Più in generale il tema delle disuguaglianze (su cui mi pare ben opportuna la recente nascita di un apposito FORUM NOTA F) è presente nei termini di provvidenze in favore delle fasce deboli, in parte come diffusione di strumenti  formativi, ed in piccola parte come riequilibrio fiscale a carico dei più ricchi (solo LEU e POT-POL), ma quasi mai (solo in POT-POL) come problema di per sé, perché altera consumi e investimenti che i redditi alti indirizzano a consumi ostentativi (trainando così per imitazione tutti gli altri) e investimenti finanziari (che vagano per il mondo e alimentano la spirale perversa del denaro che crea denaro) e perché polarizza il potere politico tra chi decide la vita degli altri e chi può solo subire le decisioni altrui.





DIRITTI (E DOVERI)

Prima di concludere questa sintetica rassegna (sarebbe ciclopico per me - e illeggibile per i pur pazienti lettori - esaminare tutti gli argomenti presenti nei vari programmi) mi sembra interessante guardare come i programmi partitici trattano i diritti soggettivi delle persone, perché anche di questo è in realtà intessuta la sostenibilità complessiva delle proposte in campo.

Il M5Stelle non assume i diritti come trama del suo programma, però si occupa delle condizioni materiali di disoccupati, pensionandi, pensionati-al-minimo e mamme, e si preoccupa inoltre di difendere le partite IVA dalla burocrazia fiscale.

Anche il Centro-Destra si dedica soprattutto alle condizioni materiali di poveri, pensionandi, pensionati e famiglie, nonché ampliamente dei diritti degli imputati (purché italiani), della libertà di uso del contante, e della libertà di scelta di scuole e sanità, anche private.

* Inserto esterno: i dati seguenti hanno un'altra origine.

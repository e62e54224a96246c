//! Runs one create → issue → upload → delete lifecycle run against the
//! configured object store and reports each step's outcome.

use std::sync::Arc;

use aws_sdk_s3::Client as S3Client;
use tracing_subscriber::{fmt, EnvFilter};

use presign_service::{
    issuer::Issuer,
    lifecycle::{Coordinator, FailurePolicy, S3ObjectStore, StepOutcome},
    naming::{NamingPolicy, DEFAULT_PREFIX},
    signing::S3SigningGateway,
    types::Environment,
};

#[tokio::main]
async fn main() -> anyhow::Result<()> {
    fmt().with_env_filter(EnvFilter::from_default_env()).init();

    let environment = Environment::from_env();
    let s3_client = Arc::new(S3Client::from_conf(environment.s3_client_config().await));

    let gateway = Arc::new(S3SigningGateway::new(s3_client.clone()));
    let issuer = Arc::new(Issuer::new(
        gateway,
        DEFAULT_PREFIX,
        environment.default_ttl_secs(),
    ));

    let mut names = NamingPolicy::generate(DEFAULT_PREFIX)?;
    if let Some(bucket) = environment.bucket_name_hint() {
        NamingPolicy::ensure_valid(&bucket)?;
        names.bucket = bucket;
    }

    let coordinator = Coordinator::new(
        S3ObjectStore::new(s3_client),
        issuer,
        names,
        FailurePolicy::ContinueOnFailure,
        b"lifecycle demo body".to_vec(),
    );

    let run = coordinator.run().await;

    for step in &run.steps {
        match step.outcome {
            StepOutcome::Success => tracing::info!(step = step.name, "ok"),
            StepOutcome::Failure => tracing::warn!(
                step = step.name,
                error = step.error.as_deref().unwrap_or("unknown"),
                "failed"
            ),
        }
    }

    tracing::info!(
        bucket = %run.bucket,
        key = %run.key,
        failed = run.failed_steps(),
        total = run.steps.len(),
        "lifecycle run finished"
    );

    Ok(())
}
//! Presigned upload URL service
//!
//! Issues time-bounded upload authorizations against an S3-compatible object
//! store. Signing is delegated to the provider's presigning primitive; this
//! crate owns request validation, naming policy, expiry accounting and the
//! best-effort lifecycle flow used for verification.

#![deny(
    clippy::all,
    clippy::pedantic,
    clippy::nursery,
    missing_docs,
    dead_code
)]

/// Authorization issuance and the in-memory registry
pub mod issuer;

/// Batch create → issue → upload → delete verification flow
pub mod lifecycle;

/// Bucket/key name generation and validation
pub mod naming;

/// HTTP routes
pub mod routes;

/// Server assembly and startup
pub mod server;

/// Signing gateway over the provider's presigning primitive
pub mod signing;

/// Application state
pub mod state;

/// Environment configuration, error envelope and extractors
pub mod types;
//! Error types for signing operations

use thiserror::Error;

/// Result type for signing operations
pub type SigningResult<T> = Result<T, SigningError>;

/// Errors that can occur while producing a signed URL
#[derive(Debug, Error)]
pub enum SigningError {
    /// Requested TTL is outside the provider-accepted range
    #[error("ttl out of range: {0} (must be between 1 and 604800 seconds)")]
    InvalidTtl(i64),

    /// Presigning configuration could not be built
    #[error("presigning configuration error: {0}")]
    Config(String),

    /// Provider-side failure (credentials, network, service error)
    #[error("provider signing failure: {0}")]
    Provider(String),
}
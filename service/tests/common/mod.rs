// Not every helper is used in every test binary
#![allow(dead_code)]

use std::sync::{Arc, Mutex};

use async_trait::async_trait;
use axum::{body::Body, response::Response, Router};
use chrono::{DateTime, Utc};
use http::{header::CONTENT_TYPE, Request};
use tower::ServiceExt;

use presign_service::{
    issuer::Issuer,
    lifecycle::{ObjectStore, ProviderOperationError},
    routes,
    signing::{Operation, SignedUrl, SigningError, SigningGateway, SigningResult},
    state::AppState,
};

/// Signing gateway double; produces locally-built URLs or simulated
/// credential failures, no network involved.
pub struct MockGateway {
    pub fail: bool,
}

impl MockGateway {
    pub fn ok() -> Arc<Self> {
        Arc::new(Self { fail: false })
    }

    pub fn failing() -> Arc<Self> {
        Arc::new(Self { fail: true })
    }
}

#[async_trait]
impl SigningGateway for MockGateway {
    async fn sign(
        &self,
        operation: Operation,
        bucket: &str,
        key: &str,
        ttl_secs: u64,
    ) -> SigningResult<SignedUrl> {
        if self.fail {
            return Err(SigningError::Provider(
                "simulated credential failure".to_string(),
            ));
        }

        let issued_at = Utc::now();
        Ok(SignedUrl {
            url: format!(
                "https://{bucket}.s3.test/{key}?X-Amz-Expires={ttl_secs}&X-Amz-Date={}\
                 &X-Amz-SignedOp={operation}&X-Amz-Signature=mock",
                issued_at.timestamp()
            ),
            expires_at: issued_at + std::time::Duration::from_secs(ttl_secs),
        })
    }
}

/// Object store double with an injectable clock; consumption honors the
/// expiry encoded in the mock URL and never enforces single use.
pub struct MockStore {
    pub fail_all: bool,
    now: Mutex<DateTime<Utc>>,
    uploads: Mutex<Vec<String>>,
}

impl MockStore {
    pub fn ok() -> Self {
        Self {
            fail_all: false,
            now: Mutex::new(Utc::now()),
            uploads: Mutex::new(Vec::new()),
        }
    }

    pub fn failing() -> Self {
        Self {
            fail_all: true,
            ..Self::ok()
        }
    }

    pub fn set_now(&self, now: DateTime<Utc>) {
        *self.now.lock().unwrap() = now;
    }

    pub fn upload_count(&self) -> usize {
        self.uploads.lock().unwrap().len()
    }
}

#[async_trait]
impl ObjectStore for MockStore {
    async fn create_bucket(&self, bucket: &str) -> Result<(), ProviderOperationError> {
        if self.fail_all {
            return Err(ProviderOperationError::provider(format!(
                "injected create failure for {bucket}"
            )));
        }
        Ok(())
    }

    async fn put_via_url(&self, url: &str, _body: Vec<u8>) -> Result<(), ProviderOperationError> {
        if self.fail_all {
            return Err(ProviderOperationError::http("injected upload failure"));
        }

        let parsed = url::Url::parse(url)
            .map_err(|e| ProviderOperationError::http(format!("bad url: {e}")))?;
        let query = |name: &str| {
            parsed
                .query_pairs()
                .find(|(k, _)| k == name)
                .map(|(_, v)| v.into_owned())
        };

        let expires: i64 = query("X-Amz-Expires")
            .and_then(|v| v.parse().ok())
            .ok_or_else(|| ProviderOperationError::http("missing X-Amz-Expires"))?;
        let signed_at: i64 = query("X-Amz-Date")
            .and_then(|v| v.parse().ok())
            .ok_or_else(|| ProviderOperationError::http("missing X-Amz-Date"))?;

        let now = self.now.lock().unwrap().timestamp();
        if now > signed_at + expires {
            return Err(ProviderOperationError::http("signature expired"));
        }

        self.uploads.lock().unwrap().push(url.to_string());
        Ok(())
    }

    async fn delete_object(&self, _bucket: &str, _key: &str) -> Result<(), ProviderOperationError> {
        if self.fail_all {
            return Err(ProviderOperationError::provider("injected delete failure"));
        }
        Ok(())
    }

    async fn delete_bucket(&self, bucket: &str) -> Result<(), ProviderOperationError> {
        if self.fail_all {
            return Err(ProviderOperationError::provider(format!(
                "injected bucket delete failure for {bucket}"
            )));
        }
        Ok(())
    }
}

/// Router wired to a mock gateway; default TTL 3600 as in production
pub fn test_router(gateway: Arc<dyn SigningGateway>) -> Router {
    let issuer = Arc::new(Issuer::new(gateway, "test", 3600));
    routes::handler().with_state(AppState { issuer })
}

pub fn test_issuer(gateway: Arc<dyn SigningGateway>) -> Arc<Issuer> {
    Arc::new(Issuer::new(gateway, "test", 3600))
}

pub async fn send_post_request(
    router: &Router,
    path: &str,
    payload: serde_json::Value,
) -> Response {
    router
        .clone()
        .oneshot(
            Request::builder()
                .method("POST")
                .uri(path)
                .header(CONTENT_TYPE, "application/json")
                .body(Body::from(payload.to_string()))
                .expect("Failed to build request"),
        )
        .await
        .expect("Failed to send request")
}

pub async fn send_get_request(router: &Router, path: &str) -> Response {
    router
        .clone()
        .oneshot(
            Request::builder()
                .method("GET")
                .uri(path)
                .body(Body::empty())
                .expect("Failed to build request"),
        )
        .await
        .expect("Failed to send request")
}

/// Parse response body to JSON
pub async fn parse_response_body(response: Response) -> serde_json::Value {
    use http_body_util::BodyExt;
    let body = response.into_body().collect().await.unwrap().to_bytes();
    serde_json::from_slice(&body).unwrap()
}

Il campo tradizionale dei diritti civili è quindi appannaggio delle liste di centro e centro-sinistra, a partire dal cosiddetto ‘ius soli’ (cittadinanza in favore dei giovani immigrati scolarizzati) e con diverse accentuazioni, in parte scontate (il PD più cauto su fine vita e adozioni da parte di coppie unisex, e tuttora contrario a riesaminare il cosiddetto ‘art. 18’ cioè il reintegro in azienda dei dipendenti irregolarmente licenziati) ed in parte invece degne di specifica annotazione:

-          POTERE-AL-POPOLO intende superare, oltre all’ergastolo, anche il regime carcerario “41 bis” (trattando più umanamente i boss mafiosi, ma consentendo forse loro più capacità di comando anche dal carcere);

-          LIBERI E UGUALI punta molto sui diritti all’istruzione, arrivando alla gratuità generalizzata delle tasse universitarie (che molti hanno criticato, perché nell’attuale stratificazione sociale favorisce maggiormente le famiglie ricche, con qualche analogia alla abolizione dell’IMU, giustamente vituperata a sinistra) NOTA G

-          Il PD introdurrebbe un interessante diritto alla formazione permanente, da far valere in vari momenti della vita lavorativa (similmente anche il M5S garantisce “formazione continua a chi perde l’occupazione”) ed un insieme di diritti e provvidenze per i non-autosufficienti (presente anche in LEU);

-          POT-POP, LEU e INSIEME affermano anche il diritto alla casa, da soddisfare mettendo mano, in varie forme, al patrimonio edilizio sfitto e inutilizzato.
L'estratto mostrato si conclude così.